WHAT THIS TASK INVOLVES:
Scan the entries below for the word "used" and copy every line in which it occurs.

RECORDS TO PROCESS:
****
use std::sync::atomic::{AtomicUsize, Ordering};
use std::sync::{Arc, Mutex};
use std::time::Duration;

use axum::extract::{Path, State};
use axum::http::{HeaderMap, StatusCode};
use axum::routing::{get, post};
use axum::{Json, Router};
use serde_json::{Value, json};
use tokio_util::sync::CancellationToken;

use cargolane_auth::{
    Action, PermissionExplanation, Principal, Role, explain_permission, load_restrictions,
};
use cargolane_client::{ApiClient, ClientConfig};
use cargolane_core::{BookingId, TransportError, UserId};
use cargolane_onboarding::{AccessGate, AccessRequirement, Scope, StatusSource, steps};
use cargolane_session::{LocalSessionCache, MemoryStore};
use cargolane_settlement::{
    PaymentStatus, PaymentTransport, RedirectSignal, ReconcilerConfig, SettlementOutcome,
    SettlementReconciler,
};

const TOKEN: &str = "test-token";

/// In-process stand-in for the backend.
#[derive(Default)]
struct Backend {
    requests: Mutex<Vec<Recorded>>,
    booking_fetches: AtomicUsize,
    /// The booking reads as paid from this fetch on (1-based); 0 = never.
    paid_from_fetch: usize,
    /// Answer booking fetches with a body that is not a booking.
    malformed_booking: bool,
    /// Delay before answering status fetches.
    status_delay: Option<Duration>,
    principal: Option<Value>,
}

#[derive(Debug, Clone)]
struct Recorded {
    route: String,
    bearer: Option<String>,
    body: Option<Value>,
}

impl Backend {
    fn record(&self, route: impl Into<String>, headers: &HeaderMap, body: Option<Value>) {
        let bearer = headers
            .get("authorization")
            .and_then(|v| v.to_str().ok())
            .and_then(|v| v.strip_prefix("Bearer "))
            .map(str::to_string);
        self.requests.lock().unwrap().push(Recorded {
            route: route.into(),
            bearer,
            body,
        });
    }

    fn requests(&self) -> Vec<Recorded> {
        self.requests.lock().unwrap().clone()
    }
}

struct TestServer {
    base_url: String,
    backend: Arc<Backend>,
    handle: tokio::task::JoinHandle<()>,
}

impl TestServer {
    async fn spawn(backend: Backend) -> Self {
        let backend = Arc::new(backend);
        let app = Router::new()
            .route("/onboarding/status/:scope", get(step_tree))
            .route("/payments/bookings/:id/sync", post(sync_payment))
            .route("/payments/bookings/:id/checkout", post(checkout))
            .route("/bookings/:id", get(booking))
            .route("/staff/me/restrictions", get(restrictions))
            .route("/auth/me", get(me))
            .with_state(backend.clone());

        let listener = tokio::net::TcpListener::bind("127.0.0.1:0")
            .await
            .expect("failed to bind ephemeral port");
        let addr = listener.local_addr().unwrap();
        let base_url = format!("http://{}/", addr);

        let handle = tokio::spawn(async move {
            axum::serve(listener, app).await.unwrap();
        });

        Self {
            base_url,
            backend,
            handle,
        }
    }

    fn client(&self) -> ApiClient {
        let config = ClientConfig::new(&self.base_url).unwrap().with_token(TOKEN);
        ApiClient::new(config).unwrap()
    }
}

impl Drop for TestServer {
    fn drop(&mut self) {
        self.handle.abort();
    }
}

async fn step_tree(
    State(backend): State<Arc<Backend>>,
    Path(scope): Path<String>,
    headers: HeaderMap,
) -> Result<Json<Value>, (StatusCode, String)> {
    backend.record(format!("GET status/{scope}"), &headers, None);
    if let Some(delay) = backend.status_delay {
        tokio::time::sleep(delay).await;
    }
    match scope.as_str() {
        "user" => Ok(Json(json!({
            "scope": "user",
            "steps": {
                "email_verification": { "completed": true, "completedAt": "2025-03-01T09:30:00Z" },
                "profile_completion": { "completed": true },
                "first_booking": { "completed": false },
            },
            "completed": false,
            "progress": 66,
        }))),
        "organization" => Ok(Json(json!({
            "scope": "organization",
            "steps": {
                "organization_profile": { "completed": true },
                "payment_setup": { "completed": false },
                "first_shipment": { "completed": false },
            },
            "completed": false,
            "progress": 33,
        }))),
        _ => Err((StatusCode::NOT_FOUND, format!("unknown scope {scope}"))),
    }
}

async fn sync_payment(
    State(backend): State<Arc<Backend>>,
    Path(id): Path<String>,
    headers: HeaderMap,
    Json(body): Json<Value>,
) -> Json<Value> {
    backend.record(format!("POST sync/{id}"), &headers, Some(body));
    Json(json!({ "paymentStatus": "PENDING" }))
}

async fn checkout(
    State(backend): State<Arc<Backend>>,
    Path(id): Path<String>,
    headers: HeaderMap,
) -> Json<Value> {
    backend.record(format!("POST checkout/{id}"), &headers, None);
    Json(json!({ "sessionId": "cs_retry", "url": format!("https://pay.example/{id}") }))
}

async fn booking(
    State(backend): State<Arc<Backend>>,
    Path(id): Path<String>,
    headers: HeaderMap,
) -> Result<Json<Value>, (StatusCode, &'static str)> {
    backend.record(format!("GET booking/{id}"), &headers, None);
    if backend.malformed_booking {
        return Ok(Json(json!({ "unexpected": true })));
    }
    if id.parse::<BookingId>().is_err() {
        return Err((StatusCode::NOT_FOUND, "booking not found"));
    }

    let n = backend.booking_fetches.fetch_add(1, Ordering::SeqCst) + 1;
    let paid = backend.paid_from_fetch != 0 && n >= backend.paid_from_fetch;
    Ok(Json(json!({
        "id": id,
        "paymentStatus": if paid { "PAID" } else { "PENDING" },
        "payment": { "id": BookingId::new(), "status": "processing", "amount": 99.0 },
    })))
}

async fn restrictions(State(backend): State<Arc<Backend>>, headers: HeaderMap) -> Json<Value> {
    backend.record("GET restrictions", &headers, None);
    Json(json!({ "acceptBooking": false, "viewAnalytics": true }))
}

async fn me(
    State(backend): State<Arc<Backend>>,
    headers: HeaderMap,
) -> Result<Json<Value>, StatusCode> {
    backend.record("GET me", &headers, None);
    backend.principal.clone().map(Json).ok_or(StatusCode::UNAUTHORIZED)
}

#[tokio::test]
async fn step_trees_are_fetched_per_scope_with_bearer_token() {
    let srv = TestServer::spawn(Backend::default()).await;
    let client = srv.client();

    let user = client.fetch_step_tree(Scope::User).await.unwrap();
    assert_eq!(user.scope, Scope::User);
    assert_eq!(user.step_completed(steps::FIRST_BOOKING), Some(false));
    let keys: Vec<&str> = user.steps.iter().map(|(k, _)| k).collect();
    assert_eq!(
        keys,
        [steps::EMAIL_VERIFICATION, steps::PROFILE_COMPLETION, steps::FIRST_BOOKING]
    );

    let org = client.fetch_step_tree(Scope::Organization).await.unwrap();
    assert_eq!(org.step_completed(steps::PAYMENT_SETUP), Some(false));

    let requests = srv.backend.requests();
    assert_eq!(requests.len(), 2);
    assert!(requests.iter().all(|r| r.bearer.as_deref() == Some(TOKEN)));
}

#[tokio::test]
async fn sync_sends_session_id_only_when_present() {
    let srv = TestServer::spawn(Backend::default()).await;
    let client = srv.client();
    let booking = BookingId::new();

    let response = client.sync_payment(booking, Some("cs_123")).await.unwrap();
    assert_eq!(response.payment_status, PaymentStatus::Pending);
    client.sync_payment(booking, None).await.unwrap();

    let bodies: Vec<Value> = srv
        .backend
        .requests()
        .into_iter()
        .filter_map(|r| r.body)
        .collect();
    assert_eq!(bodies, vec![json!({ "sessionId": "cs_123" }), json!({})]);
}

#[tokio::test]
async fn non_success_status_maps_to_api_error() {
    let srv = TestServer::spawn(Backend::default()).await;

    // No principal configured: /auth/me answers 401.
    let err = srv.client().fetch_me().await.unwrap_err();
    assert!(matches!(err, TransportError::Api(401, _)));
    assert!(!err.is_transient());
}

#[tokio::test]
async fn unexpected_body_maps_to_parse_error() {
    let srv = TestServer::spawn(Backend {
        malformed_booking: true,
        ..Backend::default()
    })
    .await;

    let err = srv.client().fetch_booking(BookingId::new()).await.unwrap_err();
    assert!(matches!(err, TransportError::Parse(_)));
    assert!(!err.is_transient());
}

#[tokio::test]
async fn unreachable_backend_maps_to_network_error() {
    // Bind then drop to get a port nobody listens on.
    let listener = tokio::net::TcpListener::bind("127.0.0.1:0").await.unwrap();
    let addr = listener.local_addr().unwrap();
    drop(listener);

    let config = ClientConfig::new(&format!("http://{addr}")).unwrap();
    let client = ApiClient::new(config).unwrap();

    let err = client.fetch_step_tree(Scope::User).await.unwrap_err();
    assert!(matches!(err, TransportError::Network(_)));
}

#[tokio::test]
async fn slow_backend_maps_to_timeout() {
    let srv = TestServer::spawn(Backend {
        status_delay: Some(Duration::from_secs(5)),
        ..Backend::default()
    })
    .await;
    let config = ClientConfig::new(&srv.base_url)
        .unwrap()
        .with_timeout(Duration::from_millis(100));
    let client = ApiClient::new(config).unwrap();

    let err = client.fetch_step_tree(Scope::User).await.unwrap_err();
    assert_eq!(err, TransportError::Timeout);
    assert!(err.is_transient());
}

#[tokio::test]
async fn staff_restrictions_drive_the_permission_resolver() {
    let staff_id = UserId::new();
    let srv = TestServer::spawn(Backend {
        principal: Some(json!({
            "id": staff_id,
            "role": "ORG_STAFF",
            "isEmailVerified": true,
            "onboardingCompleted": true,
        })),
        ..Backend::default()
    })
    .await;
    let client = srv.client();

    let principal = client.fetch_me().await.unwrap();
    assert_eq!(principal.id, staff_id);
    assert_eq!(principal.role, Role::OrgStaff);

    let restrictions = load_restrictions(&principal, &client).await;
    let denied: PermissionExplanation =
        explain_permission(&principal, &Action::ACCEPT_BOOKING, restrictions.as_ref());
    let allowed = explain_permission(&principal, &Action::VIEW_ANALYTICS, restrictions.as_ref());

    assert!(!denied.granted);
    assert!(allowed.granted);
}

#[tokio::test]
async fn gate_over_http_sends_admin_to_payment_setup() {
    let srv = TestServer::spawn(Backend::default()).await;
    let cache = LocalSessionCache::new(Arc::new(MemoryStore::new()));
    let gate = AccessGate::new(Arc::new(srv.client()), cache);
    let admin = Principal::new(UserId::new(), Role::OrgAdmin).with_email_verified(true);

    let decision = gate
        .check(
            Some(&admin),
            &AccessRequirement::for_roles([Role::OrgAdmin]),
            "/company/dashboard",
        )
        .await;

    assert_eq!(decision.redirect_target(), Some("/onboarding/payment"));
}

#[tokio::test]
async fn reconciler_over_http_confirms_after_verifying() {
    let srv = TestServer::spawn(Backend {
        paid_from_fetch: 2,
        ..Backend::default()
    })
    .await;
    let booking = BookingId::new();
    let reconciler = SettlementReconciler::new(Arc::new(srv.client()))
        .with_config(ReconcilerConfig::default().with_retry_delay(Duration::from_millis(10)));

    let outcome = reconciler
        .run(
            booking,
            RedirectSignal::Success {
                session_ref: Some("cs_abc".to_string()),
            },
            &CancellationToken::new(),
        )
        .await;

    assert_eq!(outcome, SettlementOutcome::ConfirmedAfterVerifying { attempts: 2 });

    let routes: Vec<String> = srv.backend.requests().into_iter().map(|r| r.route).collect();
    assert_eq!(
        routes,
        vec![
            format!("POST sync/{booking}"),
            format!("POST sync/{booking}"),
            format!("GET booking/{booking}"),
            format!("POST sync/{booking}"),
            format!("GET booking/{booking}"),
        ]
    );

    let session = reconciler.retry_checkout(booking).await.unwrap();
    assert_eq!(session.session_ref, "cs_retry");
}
****
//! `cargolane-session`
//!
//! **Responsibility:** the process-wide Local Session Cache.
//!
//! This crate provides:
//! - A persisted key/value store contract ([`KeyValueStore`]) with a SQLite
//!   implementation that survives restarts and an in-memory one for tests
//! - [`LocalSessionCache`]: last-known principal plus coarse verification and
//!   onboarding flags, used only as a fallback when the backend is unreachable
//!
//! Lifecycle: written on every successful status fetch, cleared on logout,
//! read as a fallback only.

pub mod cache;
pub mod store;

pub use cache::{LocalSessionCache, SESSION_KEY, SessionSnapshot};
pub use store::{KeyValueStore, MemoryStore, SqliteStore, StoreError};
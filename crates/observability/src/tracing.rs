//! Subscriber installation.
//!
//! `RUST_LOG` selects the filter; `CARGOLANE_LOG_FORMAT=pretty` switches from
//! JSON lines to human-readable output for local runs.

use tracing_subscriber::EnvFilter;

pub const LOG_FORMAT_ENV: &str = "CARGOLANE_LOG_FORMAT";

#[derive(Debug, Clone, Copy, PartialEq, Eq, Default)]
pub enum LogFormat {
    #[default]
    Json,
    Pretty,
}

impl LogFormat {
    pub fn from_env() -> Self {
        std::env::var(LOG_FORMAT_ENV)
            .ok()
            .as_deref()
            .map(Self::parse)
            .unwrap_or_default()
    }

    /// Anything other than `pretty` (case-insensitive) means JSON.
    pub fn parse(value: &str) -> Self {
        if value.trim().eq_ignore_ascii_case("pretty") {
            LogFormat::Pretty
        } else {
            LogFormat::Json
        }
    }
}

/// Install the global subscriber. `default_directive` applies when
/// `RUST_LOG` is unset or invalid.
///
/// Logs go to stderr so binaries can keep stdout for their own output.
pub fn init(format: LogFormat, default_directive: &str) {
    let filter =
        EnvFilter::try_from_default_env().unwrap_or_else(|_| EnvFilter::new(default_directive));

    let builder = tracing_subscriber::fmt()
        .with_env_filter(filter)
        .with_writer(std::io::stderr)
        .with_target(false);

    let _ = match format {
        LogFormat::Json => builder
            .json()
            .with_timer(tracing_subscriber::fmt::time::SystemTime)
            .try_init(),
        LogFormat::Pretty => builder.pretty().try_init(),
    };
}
****
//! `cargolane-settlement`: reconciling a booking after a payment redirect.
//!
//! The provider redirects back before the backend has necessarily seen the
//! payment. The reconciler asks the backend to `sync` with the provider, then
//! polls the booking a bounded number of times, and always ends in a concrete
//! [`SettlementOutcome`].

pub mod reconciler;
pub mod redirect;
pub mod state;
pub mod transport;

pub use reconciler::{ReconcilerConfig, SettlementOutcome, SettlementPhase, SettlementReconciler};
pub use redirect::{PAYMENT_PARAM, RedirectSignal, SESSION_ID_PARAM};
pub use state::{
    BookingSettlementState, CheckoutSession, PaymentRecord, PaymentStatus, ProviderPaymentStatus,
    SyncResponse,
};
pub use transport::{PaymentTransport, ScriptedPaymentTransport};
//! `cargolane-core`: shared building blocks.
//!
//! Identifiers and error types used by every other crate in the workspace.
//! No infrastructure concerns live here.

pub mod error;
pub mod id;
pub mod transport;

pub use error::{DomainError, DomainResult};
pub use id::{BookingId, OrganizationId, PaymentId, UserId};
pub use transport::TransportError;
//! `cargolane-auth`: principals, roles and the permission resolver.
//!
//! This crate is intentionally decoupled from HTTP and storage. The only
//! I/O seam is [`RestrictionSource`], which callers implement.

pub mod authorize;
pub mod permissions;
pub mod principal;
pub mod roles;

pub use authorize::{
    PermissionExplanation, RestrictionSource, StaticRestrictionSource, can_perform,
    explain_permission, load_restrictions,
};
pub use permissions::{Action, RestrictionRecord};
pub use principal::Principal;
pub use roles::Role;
****
WRITTEN SOLUTION:
//!   onboarding flags, used only as a fallback when the backend is unreachable
//! Identifiers and error types used by every other crate in the workspace.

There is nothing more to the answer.